Cell-matrix signals specify bone endothelial cells during developmental osteogenesis.
Langen UH., Pitulescu ME., Kim JM., Enriquez-Gasca R., Sivaraj KK., Kusumbe AP., Singh A., Di Russo J., Bixel MG., Zhou B., Sorokin L., Vaquerizas JM., Adams RH.
Blood vessels in the mammalian skeletal system control bone formation and support haematopoiesis by generating local niche environments. While a specialized capillary subtype, termed type H, has been recently shown to couple angiogenesis and osteogenesis in adolescent, adult and ageing mice, little is known about the formation of specific endothelial cell populations during early developmental endochondral bone formation. Here, we report that embryonic and early postnatal long bone contains a specialized endothelial cell subtype, termed type E, which strongly supports osteoblast lineage cells and later gives rise to other endothelial cell subpopulations.

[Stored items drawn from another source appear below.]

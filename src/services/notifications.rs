use std::sync::Arc;
use std::time::Duration;

use async_trait::async_trait;
use serde::Serialize;
use thiserror::Error;

use crate::core::config::Settings;

/// Payload sent to the teacher channel after a submission commits.
#[derive(Debug, Clone, PartialEq, Serialize)]
pub(crate) struct SubmissionEvent {
    pub(crate) teacher_id: String,
    pub(crate) exam_id: String,
    pub(crate) exam_title: String,
    pub(crate) student_id: String,
    pub(crate) student_name: String,
    pub(crate) attempt_id: String,
    pub(crate) mode: &'static str,
}

#[derive(Debug, Error)]
pub(crate) enum NotifyError {
    #[error("webhook request failed: {0}")]
    Request(#[from] reqwest::Error),
    #[error("webhook responded with status {0}")]
    Status(u16),
}

#[async_trait]
pub(crate) trait Notifier: Send + Sync {
    async fn notify_submission(&self, event: &SubmissionEvent) -> Result<(), NotifyError>;
}

pub(crate) struct WebhookNotifier {
    client: reqwest::Client,
    url: String,
}

impl WebhookNotifier {
    pub(crate) fn new(url: String, timeout: Duration) -> Result<Self, NotifyError> {
        let client = reqwest::Client::builder().timeout(timeout).build()?;
        Ok(Self { client, url })
    }
}

#[async_trait]
impl Notifier for WebhookNotifier {
    async fn notify_submission(&self, event: &SubmissionEvent) -> Result<(), NotifyError> {
        let response = self.client.post(&self.url).json(event).send().await?;
        let status = response.status();
        if !status.is_success() {
            return Err(NotifyError::Status(status.as_u16()));
        }
        Ok(())
    }
}

pub(crate) struct NoopNotifier;

#[async_trait]
impl Notifier for NoopNotifier {
    async fn notify_submission(&self, event: &SubmissionEvent) -> Result<(), NotifyError> {
        tracing::debug!(
            exam_id = %event.exam_id,
            student_id = %event.student_id,
            "No notification channel configured"
        );
        Ok(())
    }
}

pub(crate) fn from_settings(settings: &Settings) -> anyhow::Result<Arc<dyn Notifier>> {
    let notifications = settings.notifications();
    match &notifications.webhook_url {
        Some(url) => {
            let timeout = Duration::from_secs(notifications.timeout_seconds);
            let notifier = WebhookNotifier::new(url.clone(), timeout)?;
            tracing::info!(timeout_seconds = notifications.timeout_seconds, "Submission webhook enabled");
            Ok(Arc::new(notifier))
        }
        None => Ok(Arc::new(NoopNotifier)),
    }
}

/// Fire-and-forget delivery. Failures never reach the student.
pub(crate) fn dispatch(notifier: Arc<dyn Notifier>, event: SubmissionEvent) {
    tokio::spawn(async move {
        match notifier.notify_submission(&event).await {
            Ok(()) => {
                tracing::debug!(exam_id = %event.exam_id, attempt_id = %event.attempt_id, "Submission notification sent");
            }
            Err(err) => {
                metrics::counter!("exam_notifications_failed_total").increment(1);
                tracing::warn!(
                    error = %err,
                    exam_id = %event.exam_id,
                    teacher_id = %event.teacher_id,
                    attempt_id = %event.attempt_id,
                    "Failed to deliver submission notification"
                );
            }
        }
    });
}
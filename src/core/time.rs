use time::{format_description::well_known::Rfc3339, OffsetDateTime, PrimitiveDateTime};

pub(crate) fn now_utc() -> OffsetDateTime {
    OffsetDateTime::now_utc()
}

pub(crate) fn format_offset(value: OffsetDateTime) -> String {
    value.format(&Rfc3339).unwrap_or_else(|_| value.to_string())
}

pub(crate) fn format_optional(value: Option<OffsetDateTime>) -> Option<String> {
    value.map(format_offset)
}

/// RFC 3339, or a zone-less `YYYY-MM-DDTHH:MM[:SS]` read as UTC.
pub(crate) fn parse_flexible(raw: &str) -> Option<OffsetDateTime> {
    if let Ok(value) = OffsetDateTime::parse(raw, &Rfc3339) {
        return Some(value);
    }

    let minutes = time::macros::format_description!("[year]-[month]-[day]T[hour]:[minute]");
    let seconds =
        time::macros::format_description!("[year]-[month]-[day]T[hour]:[minute]:[second]");
    PrimitiveDateTime::parse(raw, &seconds)
        .or_else(|_| PrimitiveDateTime::parse(raw, &minutes))
        .ok()
        .map(PrimitiveDateTime::assume_utc)
}

#[cfg(test)]
mod tests {
    use super::*;
    use time::macros::datetime;
    use time::UtcOffset;

    #[test]
    fn format_offset_preserves_offset() {
        let utc = datetime!(2025-01-02 10:20:30 UTC);
        let offset = UtcOffset::from_hms(3, 0, 0).unwrap();
        assert_eq!(format_offset(utc.to_offset(offset)), "2025-01-02T13:20:30+03:00");
        assert_eq!(format_offset(utc), "2025-01-02T10:20:30Z");
    }

    #[test]
    fn parse_flexible_accepts_local_forms() {
        let expected = datetime!(2025-03-01 09:00 UTC);
        assert_eq!(parse_flexible("2025-03-01T09:00:00Z"), Some(expected));
        assert_eq!(parse_flexible("2025-03-01T09:00"), Some(expected));
        assert_eq!(parse_flexible("2025-03-01T09:00:00"), Some(expected));
        assert_eq!(parse_flexible("tomorrow"), None);
    }
}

The differentiation and functional properties of bone endothelial cells require cell-matrix signalling interactions. Loss of endothelial integrin β1 leads to endothelial cell differentiation defects and impaired postnatal bone growth, which is, in part, phenocopied by endothelial cell-specific laminin α5 mutants. Our work outlines fundamental principles of vessel formation and endothelial cell differentiation in the developing skeletal system.